The ICPC Chairman, Prof Bolaji Owasanoye, speaking about the capacity building programme, said it would help investigators to track illicit financial flows, money laundering and other areas the government is losing revenue and recover such funds.
“The loss of revenue is a major challenge to developing countries, particularly Nigeria. The meeting is therefore designed to build the capacity of our investigators to enable them to trace the areas in which the government is losing money, look for the likely places people hide money, stop the illicit financial flows, and recover the funds.

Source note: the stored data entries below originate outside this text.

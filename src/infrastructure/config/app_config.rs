//! Application configuration.

use directories::ProjectDirs;
use serde::{Deserialize, Serialize};
use std::path::PathBuf;
use std::time::Duration;

use crate::infrastructure::api::{DEFAULT_API_BASE, DEFAULT_TIMEOUT};

/// Names used for the platform config directory.
pub(crate) const APP_NAME: &str = "dispensa";
pub(crate) const APP_QUALIFIER: &str = "it";
pub(crate) const APP_ORGANIZATION: &str = "gestionale";

/// Log level configuration.
#[derive(Debug, Clone, Copy, Default, PartialEq, Eq, Serialize, Deserialize, clap::ValueEnum)]
#[serde(rename_all = "lowercase")]
pub enum LogLevel {
    /// Trace level.
    Trace,
    /// Debug level.
    Debug,
    /// Info level.
    #[default]
    Info,
    /// Warning level.
    Warn,
    /// Error level.
    Error,
}

impl std::fmt::Display for LogLevel {
    fn fmt(&self, f: &mut std::fmt::Formatter<'_>) -> std::fmt::Result {
        match self {
            Self::Trace => write!(f, "trace"),
            Self::Debug => write!(f, "debug"),
            Self::Info => write!(f, "info"),
            Self::Warn => write!(f, "warn"),
            Self::Error => write!(f, "error"),
        }
    }
}

/// Where the session token is persisted.
#[derive(Debug, Clone, Copy, PartialEq, Eq, Serialize, Deserialize, clap::ValueEnum)]
#[serde(rename_all = "lowercase")]
pub enum TokenBackend {
    /// Operating system keyring.
    Keyring,
    /// `store.toml` in the config directory.
    File,
    /// Process memory, lost on exit.
    Memory,
}

impl Default for TokenBackend {
    fn default() -> Self {
        if cfg!(feature = "keyring") {
            Self::Keyring
        } else {
            Self::File
        }
    }
}

impl std::fmt::Display for TokenBackend {
    fn fmt(&self, f: &mut std::fmt::Formatter<'_>) -> std::fmt::Result {
        match self {
            Self::Keyring => write!(f, "keyring"),
            Self::File => write!(f, "file"),
            Self::Memory => write!(f, "memory"),
        }
    }
}

/// Application configuration, read from `config.toml` and CLI arguments.
#[derive(Debug, Clone, Serialize, Deserialize)]
pub struct AppConfig {
    /// Configuration file path.
    #[serde(skip)]
    pub config: Option<PathBuf>,

    /// Log file path.
    #[serde(skip)]
    pub log_path: Option<PathBuf>,

    /// Log verbosity level.
    #[serde(default)]
    pub log_level: LogLevel,

    /// API base URL.
    #[serde(default = "default_api_url")]
    pub api_url: String,

    /// Request timeout in seconds.
    #[serde(default = "default_timeout_secs")]
    pub request_timeout_secs: u64,

    /// Token storage backend.
    #[serde(default)]
    pub token_store: TokenBackend,

    /// Profile screen configuration.
    #[serde(default)]
    pub profile: ProfileConfig,

    /// Home dashboard configuration.
    #[serde(default)]
    pub dashboard: DashboardConfig,
}

/// Profile fetch configuration.
#[derive(Debug, Clone, Serialize, Deserialize, PartialEq, Eq)]
pub struct ProfileConfig {
    /// Delay before re-polling a failed profile fetch, in seconds.
    #[serde(default = "default_retry_delay_secs")]
    pub retry_delay_secs: u64,

    /// Total fetch attempts, first one included.
    #[serde(default = "default_max_attempts")]
    pub max_attempts: u32,
}

impl ProfileConfig {
    /// Retry delay as a duration.
    #[must_use]
    pub const fn retry_delay(&self) -> Duration {
        Duration::from_secs(self.retry_delay_secs)
    }
}

impl Default for ProfileConfig {
    fn default() -> Self {
        Self {
            retry_delay_secs: default_retry_delay_secs(),
            max_attempts: default_max_attempts(),
        }
    }
}

/// Expiring items dashboard configuration.
#[derive(Debug, Clone, Serialize, Deserialize, PartialEq, Eq)]
pub struct DashboardConfig {
    /// Items expiring within this many days are shown.
    #[serde(default = "default_expiry_window")]
    pub expiry_window_days: i64,

    /// Default items file.
    #[serde(default)]
    pub items_path: Option<PathBuf>,
}

impl Default for DashboardConfig {
    fn default() -> Self {
        Self {
            expiry_window_days: default_expiry_window(),
            items_path: None,
        }
    }
}

fn default_api_url() -> String {
    DEFAULT_API_BASE.to_string()
}

const fn default_timeout_secs() -> u64 {
    DEFAULT_TIMEOUT.as_secs()
}

const fn default_retry_delay_secs() -> u64 {
    10
}

const fn default_max_attempts() -> u32 {
    3
}

const fn default_expiry_window() -> i64 {
    7
}

use super::args::CliArgs;

impl AppConfig {
    /// Merges CLI arguments into the configuration.
    pub fn merge_with_args(&mut self, args: &CliArgs) {
        if let Some(config_path) = &args.config {
            self.config = Some(config_path.clone());
        }
        if let Some(log_path) = &args.log_path {
            self.log_path = Some(log_path.clone());
        }
        if let Some(log_level) = args.log_level {
            self.log_level = log_level;
        }
        if let Some(api_url) = &args.api_url {
            self.api_url.clone_from(api_url);
        }
        if let Some(timeout) = args.timeout {
            self.request_timeout_secs = timeout;
        }
        if let Some(token_store) = args.token_store {
            self.token_store = token_store;
        }
    }

    /// Request timeout as a duration.
    #[must_use]
    pub const fn request_timeout(&self) -> Duration {
        Duration::from_secs(self.request_timeout_secs)
    }

    /// Returns default config directory.
    #[must_use]
    pub fn default_config_dir() -> Option<PathBuf> {
        ProjectDirs::from(APP_QUALIFIER, APP_ORGANIZATION, APP_NAME)
            .map(|dirs| dirs.config_dir().to_path_buf())
    }

    /// Returns default config file path.
    #[must_use]
    pub fn default_config_path() -> Option<PathBuf> {
        Self::default_config_dir().map(|dir| dir.join("config.toml"))
    }

    /// Returns default log file path.
    #[must_use]
    pub fn default_log_path() -> Option<PathBuf> {
        ProjectDirs::from(APP_QUALIFIER, APP_ORGANIZATION, APP_NAME)
            .map(|dirs| dirs.data_dir().join("dispensa.log"))
    }

    /// Returns effective config path.
    #[must_use]
    pub fn effective_config_path(&self) -> Option<PathBuf> {
        self.config.clone().or_else(Self::default_config_path)
    }

    /// Returns effective log path.
    #[must_use]
    pub fn effective_log_path(&self) -> Option<PathBuf> {
        self.log_path.clone().or_else(Self::default_log_path)
    }
}

impl Default for AppConfig {
    fn default() -> Self {
        Self {
            config: None,
            log_path: None,
            log_level: LogLevel::Info,
            api_url: default_api_url(),
            request_timeout_secs: default_timeout_secs(),
            token_store: TokenBackend::default(),
            profile: ProfileConfig::default(),
            dashboard: DashboardConfig::default(),
        }
    }
}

“We are already working with the FIRS and getting a lot of tax evaders and defaulters into the nation’s tax net. One of the takeaways from here is the kind of question an investigator needs to ask in tracking IFFs and money laundering,” Prof. Owasanoye explained.
He went on to disclose that the commission has dragged about 2,000 corporate entities into the country’s tax net. Owasanoye said the 2,000 corporate entities were uncovered by investigations undertaken by the Commission, and their names have been forwarded to the Federal Inland Revenue Service (FIRS) for profiling.
He said: “Some of these entities are not registered and do not pay tax while others are registered but still do not pay tax. The ICPC has been able to recover significant amount in taxes for the government.”
He stressed the need to widen the revenue base, improve tax collection, combat tax evasion and illicit financial flows as well as asset recovery to improve the country’s finances.